HLHS

An early (phase I) trial published in the journal Circulation Research is showing promising results for application of stem cells in treatment of yet another heart disease.

Hypoplastic left heart syndrome (HLHS) is a birth defect of the heart characterized by incomplete development of the left side of the heart. In a healthy heart, the main left chamber (ventricle) pumps oxygenated blood to the rest of the body. In patients with HLHS, the left ventricle is severely underdeveloped and cannot properly supply blood to the body. Infants with HLHS are at serious risk of death without immediate surgical intervention. One surgical option is a heart transplant; however, this option is often not available due to a lack of a suitable donor. The second option is a series of reconstructive surgeries so that the right ventricle performs the functions normally done by both sides of the heart. However, even in successful reconstructions, dysfunction of the right ventricle increases the risk of death in HLHS patients.

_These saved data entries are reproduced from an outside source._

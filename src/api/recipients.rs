// SPDX-License-Identifier: AGPL-3.0-or-later
//
// Copyright (C) 2026 Veilpay

//! Payout recipient queue endpoints.

use axum::{
    extract::{Path, State},
    http::StatusCode,
    Json,
};
use uuid::Uuid;

use crate::config::LEDGER_DECIMALS;
use crate::error::ApiError;
use crate::ledger::parse_amount;
use crate::models::{RecipientRequest, RecipientResponse};
use crate::state::AppState;

/// List the queued payout recipients in execution order.
#[utoipa::path(
    get,
    path = "/v1/recipients",
    tag = "Payouts",
    responses(
        (status = 200, description = "Current queue", body = [RecipientResponse])
    )
)]
pub async fn list_recipients(State(state): State<AppState>) -> Json<Vec<RecipientResponse>> {
    let recipients = state
        .engine
        .payouts
        .recipients()
        .await
        .into_iter()
        .map(RecipientResponse::from)
        .collect();
    Json(recipients)
}

/// Append a recipient to the payout queue.
#[utoipa::path(
    post,
    path = "/v1/recipients",
    tag = "Payouts",
    request_body = RecipientRequest,
    responses(
        (status = 200, description = "Recipient queued", body = RecipientResponse),
        (status = 400, description = "Invalid address or amount")
    )
)]
pub async fn add_recipient(
    State(state): State<AppState>,
    Json(request): Json<RecipientRequest>,
) -> Result<Json<RecipientResponse>, ApiError> {
    let amount = parse_amount(&request.amount, LEDGER_DECIMALS)
        .map_err(|e| ApiError::bad_request(e.to_string()))?;

    let entry = state
        .engine
        .payouts
        .add_recipient(&request.address, amount)
        .await?;
    Ok(Json(RecipientResponse::from(entry)))
}

/// Remove a queued recipient.
#[utoipa::path(
    delete,
    path = "/v1/recipients/{recipient_id}",
    tag = "Payouts",
    params(
        ("recipient_id" = Uuid, Path, description = "Queued recipient id")
    ),
    responses(
        (status = 204, description = "Recipient removed"),
        (status = 404, description = "No such recipient")
    )
)]
pub async fn remove_recipient(
    State(state): State<AppState>,
    Path(recipient_id): Path<Uuid>,
) -> Result<StatusCode, ApiError> {
    if state.engine.payouts.remove_recipient(recipient_id).await {
        Ok(StatusCode::NO_CONTENT)
    } else {
        Err(ApiError::not_found("No such recipient"))
    }
}
// SPDX-License-Identifier: AGPL-3.0-or-later
//
// Copyright (C) 2026 Veilpay

//! Scripted capability mocks shared by the engine tests.

use std::collections::VecDeque;
use std::sync::atomic::{AtomicU32, Ordering};
use std::sync::{Arc, Mutex};

use async_trait::async_trait;

use crate::ledger::{
    FinalityStatus, LedgerClient, LedgerError, NetworkReference, SignerError, SigningSession,
    TransferShape,
};
use crate::relay::{DepositReceipt, RelayClient, RelayError, WithdrawalReceipt};

use super::identity::OwnerIdentity;

// ---------------------------------------------------------------------------
// Signer
// ---------------------------------------------------------------------------

pub(crate) struct MockSigner {
    pub current: Arc<Mutex<Option<String>>>,
    pub connect_address: Option<String>,
    pub reject_connect: Option<String>,
    pub unavailable: bool,
    pub submit_tx_id: String,
    pub submitted: Mutex<Vec<TransferShape>>,
}

impl MockSigner {
    fn base() -> Self {
        Self {
            current: Arc::new(Mutex::new(None)),
            connect_address: None,
            reject_connect: None,
            unavailable: false,
            submit_tx_id: "tx-funding-1".to_string(),
            submitted: Mutex::new(Vec::new()),
        }
    }

    /// Provider already authorized: exposes an address without prompting.
    pub fn with_current_address(address: &str) -> Self {
        let signer = Self::base();
        *signer.current.lock().unwrap() = Some(address.to_string());
        signer
    }

    /// Provider present but requires a connect prompt.
    pub fn prompting(address: &str) -> Self {
        Self {
            connect_address: Some(address.to_string()),
            ..Self::base()
        }
    }

    pub fn unavailable() -> Self {
        Self {
            unavailable: true,
            ..Self::base()
        }
    }

    pub fn rejecting(message: &str) -> Self {
        Self {
            reject_connect: Some(message.to_string()),
            ..Self::base()
        }
    }
}

#[async_trait]
impl SigningSession for MockSigner {
    async fn current_address(&self) -> Result<Option<String>, SignerError> {
        if self.unavailable {
            return Err(SignerError::Unavailable);
        }
        Ok(self.current.lock().unwrap().clone())
    }

    async fn connect(&self) -> Result<String, SignerError> {
        if self.unavailable {
            return Err(SignerError::Unavailable);
        }
        if let Some(message) = &self.reject_connect {
            return Err(SignerError::Rejected(message.clone()));
        }
        match &self.connect_address {
            Some(address) => {
                *self.current.lock().unwrap() = Some(address.clone());
                Ok(address.clone())
            }
            None => Err(SignerError::Unavailable),
        }
    }

    async fn sign_and_submit(&self, transfer: &TransferShape) -> Result<String, SignerError> {
        self.submitted.lock().unwrap().push(transfer.clone());
        Ok(self.submit_tx_id.clone())
    }
}

// ---------------------------------------------------------------------------
// Ledger
// ---------------------------------------------------------------------------

pub(crate) struct MockLedger {
    pub spendable: u64,
    pub fee: u64,
    pub reference: NetworkReference,
    pub finality: FinalityStatus,
    /// Scripted destination-balance poll responses, consumed in order.
    /// When exhausted, polls return 0.
    pub address_balances: Mutex<VecDeque<u64>>,
    pub balance_polls: AtomicU32,
}

impl MockLedger {
    pub fn new(spendable: u64, fee: u64) -> Self {
        Self {
            spendable,
            fee,
            reference: NetworkReference {
                reference: "ref-abc".to_string(),
                validity_bound: 1_000,
            },
            finality: FinalityStatus::Finalized,
            address_balances: Mutex::new(VecDeque::new()),
            balance_polls: AtomicU32::new(0),
        }
    }

    pub fn with_settle_balances(self, balances: &[u64]) -> Self {
        *self.address_balances.lock().unwrap() = balances.iter().copied().collect();
        self
    }

    pub fn with_finality(mut self, finality: FinalityStatus) -> Self {
        self.finality = finality;
        self
    }

    pub fn polls(&self) -> u32 {
        self.balance_polls.load(Ordering::SeqCst)
    }
}

#[async_trait]
impl LedgerClient for MockLedger {
    async fn get_spendable_balance(&self, _address: &str) -> Result<u64, LedgerError> {
        Ok(self.spendable)
    }

    async fn estimate_fee(&self, _transfer: &TransferShape) -> Result<u64, LedgerError> {
        Ok(self.fee)
    }

    async fn latest_network_reference(&self) -> Result<NetworkReference, LedgerError> {
        Ok(self.reference.clone())
    }

    async fn await_finality(
        &self,
        _transaction_id: &str,
        _validity_bound: u64,
    ) -> Result<FinalityStatus, LedgerError> {
        Ok(self.finality)
    }

    async fn get_address_balance(&self, _address: &str) -> Result<u64, LedgerError> {
        self.balance_polls.fetch_add(1, Ordering::SeqCst);
        Ok(self.address_balances.lock().unwrap().pop_front().unwrap_or(0))
    }
}

// ---------------------------------------------------------------------------
// Relay
// ---------------------------------------------------------------------------

#[derive(Default)]
pub(crate) struct MockRelay {
    /// Ordered record of primitive calls, for reset-precedes-call checks.
    pub calls: Mutex<Vec<String>>,
    pub deposit_responses: Mutex<VecDeque<Result<DepositReceipt, RelayError>>>,
    pub withdraw_responses: Mutex<VecDeque<Result<WithdrawalReceipt, RelayError>>>,
    pub balances: Mutex<VecDeque<u64>>,
    pub last_balance: Mutex<u64>,
}

impl MockRelay {
    pub fn new() -> Self {
        Self::default()
    }

    pub fn script_deposit(&self, response: Result<DepositReceipt, RelayError>) {
        self.deposit_responses.lock().unwrap().push_back(response);
    }

    pub fn script_withdraw(&self, response: Result<WithdrawalReceipt, RelayError>) {
        self.withdraw_responses.lock().unwrap().push_back(response);
    }

    pub fn script_balance(&self, balance: u64) {
        self.balances.lock().unwrap().push_back(balance);
    }

    pub fn calls(&self) -> Vec<String> {
        self.calls.lock().unwrap().clone()
    }

    fn record(&self, call: impl Into<String>) {
        self.calls.lock().unwrap().push(call.into());
    }
}

#[async_trait]
impl RelayClient for MockRelay {
    async fn reset_session(&self, _owner: &OwnerIdentity) -> Result<(), RelayError> {
        self.record("reset");
        Ok(())
    }

    async fn deposit(
        &self,
        _owner: &OwnerIdentity,
        amount: u64,
    ) -> Result<DepositReceipt, RelayError> {
        self.record(format!("deposit:{amount}"));
        self.deposit_responses
            .lock()
            .unwrap()
            .pop_front()
            .unwrap_or_else(|| Err(RelayError::Service("unscripted deposit".to_string())))
    }

    async fn withdraw(
        &self,
        _owner: &OwnerIdentity,
        recipient_address: &str,
        amount: u64,
    ) -> Result<WithdrawalReceipt, RelayError> {
        self.record(format!("withdraw:{recipient_address}:{amount}"));
        self.withdraw_responses
            .lock()
            .unwrap()
            .pop_front()
            .unwrap_or_else(|| Err(RelayError::Service("unscripted withdraw".to_string())))
    }

    async fn get_pool_balance(&self, _owner: &OwnerIdentity) -> Result<u64, RelayError> {
        self.record("balance");
        let mut last = self.last_balance.lock().unwrap();
        if let Some(next) = self.balances.lock().unwrap().pop_front() {
            *last = next;
        }
        Ok(*last)
    }
}

/// A full-success withdrawal receipt for scripting.
pub(crate) fn ok_withdrawal(recipient: &str, amount: u64) -> WithdrawalReceipt {
    WithdrawalReceipt {
        transaction_id: format!("wtx-{recipient}"),
        recipient_address: recipient.to_string(),
        amount_settled: amount,
        fee_charged: 1_000,
        is_partial: false,
    }
}
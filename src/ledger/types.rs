// SPDX-License-Identifier: AGPL-3.0-or-later
//
// Copyright (C) 2026 Veilpay

//! Ledger-facing types.

use serde::{Deserialize, Serialize};

/// A freshly fetched network reference point.
///
/// Transfers built against a reference are only valid until the ledger
/// advances past `validity_bound`; after that the submission can never
/// finalize and must be treated as expired.
#[derive(Debug, Clone, Serialize, Deserialize, PartialEq, Eq)]
pub struct NetworkReference {
    /// Opaque recent-state handle (e.g., a recent block handle).
    pub reference: String,
    /// Ledger height after which the reference is no longer valid.
    pub validity_bound: u64,
}

/// The shape of a single funding transfer, as handed to the signer.
#[derive(Debug, Clone, Serialize, Deserialize)]
pub struct TransferShape {
    /// Sender address (the external signing wallet).
    pub from: String,
    /// Destination address (the custodial owner address).
    pub to: String,
    /// Amount to move, in base units. Includes the fee buffer.
    pub amount: u64,
    /// Network reference the transfer is anchored to. Filled in just
    /// before signing; `None` while the shape is only used for fee
    /// estimation.
    #[serde(skip_serializing_if = "Option::is_none")]
    pub reference: Option<NetworkReference>,
}

/// Outcome of waiting for a submitted transfer to finalize.
#[derive(Debug, Clone, Copy, PartialEq, Eq)]
pub enum FinalityStatus {
    /// The transfer reached the strongest finality level.
    Finalized,
    /// The validity window closed before finalization.
    Expired,
}
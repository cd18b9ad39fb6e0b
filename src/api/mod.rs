// SPDX-License-Identifier: AGPL-3.0-or-later
//
// Copyright (C) 2026 Veilpay

use axum::{
    routing::{delete, get, post},
    Router,
};
use tower_http::cors::CorsLayer;
use utoipa::OpenApi;
use utoipa_swagger_ui::SwaggerUi;

use crate::{
    engine::activity::{ActivityEntry, ActivityScope},
    engine::payout::BatchAbort,
    models::{
        BalanceResponse, ConnectResponse, FundRequest, FundResponse, PayoutRequest,
        PayoutResponse, RecipientRequest, RecipientResponse, WalletStatusResponse,
        WithdrawalResult,
    },
    state::AppState,
};

pub mod activity;
pub mod balance;
pub mod fund;
pub mod health;
pub mod payout;
pub mod recipients;
pub mod wallet;

pub fn router(state: AppState) -> Router {
    let v1_routes = Router::new()
        .route("/fund", post(fund::fund_pool))
        .route("/balance", get(balance::get_balance))
        .route("/payout", post(payout::run_payout))
        .route(
            "/recipients",
            get(recipients::list_recipients).post(recipients::add_recipient),
        )
        .route(
            "/recipients/{recipient_id}",
            delete(recipients::remove_recipient),
        )
        .route("/wallet", get(wallet::wallet_status))
        .route("/wallet/connect", post(wallet::connect_wallet))
        .route("/activity", get(activity::list_activity))
        .with_state(state);

    Router::new()
        .nest("/v1", v1_routes)
        .route("/health", get(health::health))
        .route("/health/live", get(health::liveness))
        .route("/health/ready", get(health::readiness))
        .merge(SwaggerUi::new("/docs").url("/api-doc/openapi.json", ApiDoc::openapi()))
        .layer(CorsLayer::permissive())
}

#[derive(OpenApi)]
#[openapi(
    paths(
        fund::fund_pool,
        balance::get_balance,
        payout::run_payout,
        recipients::list_recipients,
        recipients::add_recipient,
        recipients::remove_recipient,
        wallet::wallet_status,
        wallet::connect_wallet,
        activity::list_activity,
        health::health,
        health::liveness,
        health::readiness
    ),
    components(
        schemas(
            FundRequest,
            FundResponse,
            BalanceResponse,
            RecipientRequest,
            RecipientResponse,
            PayoutRequest,
            PayoutResponse,
            WithdrawalResult,
            BatchAbort,
            WalletStatusResponse,
            ConnectResponse,
            ActivityEntry,
            ActivityScope,
            health::ReadyResponse,
            health::HealthChecks,
            health::HealthResponse
        )
    ),
    tags(
        (name = "Funding", description = "Fund the pool from the signing wallet"),
        (name = "Payouts", description = "Recipient queue and batch withdrawals"),
        (name = "Balance", description = "Relay-reported pool balance"),
        (name = "Wallet", description = "Signing-wallet session"),
        (name = "Activity", description = "Recent orchestration events"),
        (name = "Health", description = "Service health probes")
    )
)]
struct ApiDoc;

#[cfg(test)]
mod tests {
    use super::*;
    use crate::config::SettlePolicy;
    use crate::engine::identity::OwnerIdentity;
    use crate::engine::testkit::{MockLedger, MockRelay, MockSigner};
    use crate::engine::Engine;
    use std::sync::Arc;

    #[tokio::test]
    async fn router_builds_with_all_routes() {
        let engine = Engine::new(
            OwnerIdentity::generate(),
            Arc::new(MockLedger::new(0, 0)),
            Arc::new(MockRelay::new()),
            Arc::new(MockSigner::with_current_address("sender-1")),
            SettlePolicy::immediate(1),
        );
        let app = router(AppState::new(engine));
        // Ensure the router can be converted into a service without panicking.
        let _ = app.into_make_service();
    }
}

A new early stage clinical trial shows that a stem cell-based therapy may improve the long term outlook for HLHS patients who receive reconstructive surgery. In the study, a type of stem cell was grown in a laboratory setting and infused into the patients’ hearts via the coronary artery, the main vessel supplying blood to the heart muscle. After the procedure, the patients’ heart functions were monitored and compared with a group of control patients who only had the standard surgeries without cell therapy. Eighteen months after the procedure, the patients receiving the cell therapy showed improved right ventricle function, improved heart development, and reduced heart failure. Furthermore, the procedure was demonstrated to be safe and did not have any adverse side effects.

Heart disease is notoriously difficult to treat as heart cells have minimal ability to regenerate and repair themselves. Thus most heart damage is permanent. Stem cell therapy has offered a potential to change the medical approach from management of progressive disease to potential treatment or even cure. The above study involved a small number of patients and is expected to soon progress to larger phase 2 trials. Studies at this stage are typically 5 to 10 years from approval for clinical use.